各ビデオキャプチャの前に、プランジャーを手動で進めるためのプロンプトを探します。約0.05ミリリットルのサンプルをレーザーチャンバーに注入する。パーティクルが静止したら、[OK]をクリックします。5番目のビデオキャプチャが完了すると、プロセスボックスとともに設定確認ボックスが表示されます。
フレームがビデオ画面の下部から手動で進められるので、画面上に粒子を作る青い十字の数を書き留め、サンプルの処理のための検出しきい値を設定します。完了通知が表示される前に、結果のヒストグラムでビデオが自動的に処理されるのを待ってから、[OK]をクリックします。エクスポート設定ボックスが表示されたら、[エクスポート] をクリックして結果を保存します。現在の実験に一覧表示されている 5 つのキャプチャ ビデオをすべて強調表示します。
次に、[選択したファイルを処理]をクリックし、プロセスボックスに設定確認ボックスが点滅して検出しきい値を変更するのを待ってから、検出しきい値を目的のレベルに調整し、[設定]に移動して[OK]をクリックします。
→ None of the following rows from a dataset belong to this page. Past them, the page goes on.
//! Withdrawal lifecycle endpoints.

use axum::{
    extract::{Path, State},
    http::StatusCode,
    response::IntoResponse,
    Json,
};
use bigdecimal::BigDecimal;
use serde::Deserialize;
use serde_json::Value;

use crate::error::AppError;
use crate::handlers::deposits::{positive_amount, required};
use crate::services::WithdrawalRequest;
use crate::AppState;

#[derive(Debug, Deserialize)]
pub struct SubmitWithdrawalBody {
    #[serde(rename = "accountNo")]
    pub account_no: Option<String>,
    pub account: Option<String>,
    pub ifsc: Option<String>,
    pub name: Option<String>,
    pub mobile: Option<String>,
    pub amount: Option<BigDecimal>,
    pub note: Option<String>,
}

/// Accepts a payout request, debits the payer and stores the pending
/// withdrawal for later approval.
pub async fn submit_withdrawal(
    State(state): State<AppState>,
    Json(body): Json<Value>,
) -> Result<impl IntoResponse, AppError> {
    let body: SubmitWithdrawalBody =
        serde_json::from_value(body).map_err(|e| AppError::Validation(e.to_string()))?;

    let request = WithdrawalRequest {
        account_number: required(body.account_no, "accountNo")?,
        bank_account: required(body.account, "account")?,
        ifsc: required(body.ifsc, "ifsc")?,
        holder_name: required(body.name, "name")?,
        contact: required(body.mobile, "mobile")?,
        amount: positive_amount(body.amount)?,
        note: body.note.filter(|n| !n.trim().is_empty()),
    };

    let withdrawal = state.withdrawals.submit(request).await?;
    Ok((StatusCode::CREATED, Json(withdrawal)))
}

/// Releases a pending withdrawal to the payout gateway.
pub async fn approve_withdrawal(
    State(state): State<AppState>,
    Path(order_id): Path<String>,
) -> Result<impl IntoResponse, AppError> {
    let withdrawal = state.withdrawals.approve(&order_id).await?;
    Ok(Json(withdrawal))
}

/// Rejects a pending withdrawal and refunds the debited amount.
pub async fn reject_withdrawal(
    State(state): State<AppState>,
    Path(order_id): Path<String>,
) -> Result<impl IntoResponse, AppError> {
    let withdrawal = state.withdrawals.reject(&order_id).await?;
    Ok(Json(withdrawal))
}

pub async fn get_withdrawal(
    State(state): State<AppState>,
    Path(order_id): Path<String>,
) -> Result<impl IntoResponse, AppError> {
    let withdrawal = state.withdrawals.get(&order_id).await?;
    Ok(Json(withdrawal))
}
ビデオは結果のヒストグラムで自動的に処理され、完了のダイアログボックス通知が表示されます。クリック OK.In 代表的な分析、ナノトラッキング分析の結果、またはNTA、リポソームサンプルおよび代表的なDPBS希釈剤の結果が示されている。濾過されたサンプルは、平均粒子径が108ナノメートルであり、1ミリリットル当たり10〜8番目の粒子の7.4倍の濃度を有していた。
対照的に、濾過されていないサンプルは、平均粒子径が159ナノメートルであり、1ミリリットル当たり10〜8番目の粒子の7.6倍の濃度を有していた。組み合わせたカメラレベルでは、検出閾値が2から5に増加するにつれて、平均粒径およびモード粒径は、濾過されたサンプルの粒径の有意な減少を示した。複合カメラレベルでの粒子濃度は、検出閾値が増加するにつれて減少した。
濾過されたサンプルと濾過されていないサンプルとの間の粒子濃度に有意差は検出されなかった。複合検出閾値では、カメラレベルが12から14に増加するにつれて、濾過されたサンプルの平均およびモード粒径の減少が認められた。複合検出閾値での粒子濃度は、カメラレベルが12から14に増加するにつれて増加しました。
濾過されたサンプルと濾過されていないサンプルの間に有意差は観察されなかった。手順 4.1 ~ 5.2 は、正しい表示領域を見つけるために重要です。複数の試運転で一貫した結果を達成するには、この反復可能なスキルが必要です。
動的光散乱は、主に粒子の表面電荷であるゼータ電位を得るために、ナノ粒子追跡分析のコンパニオンとしてよく使用されます。ナノ粒子分析において、NTAは細胞外小胞研究に有用な粒子を定量する非常に貴重な方法であり続けている。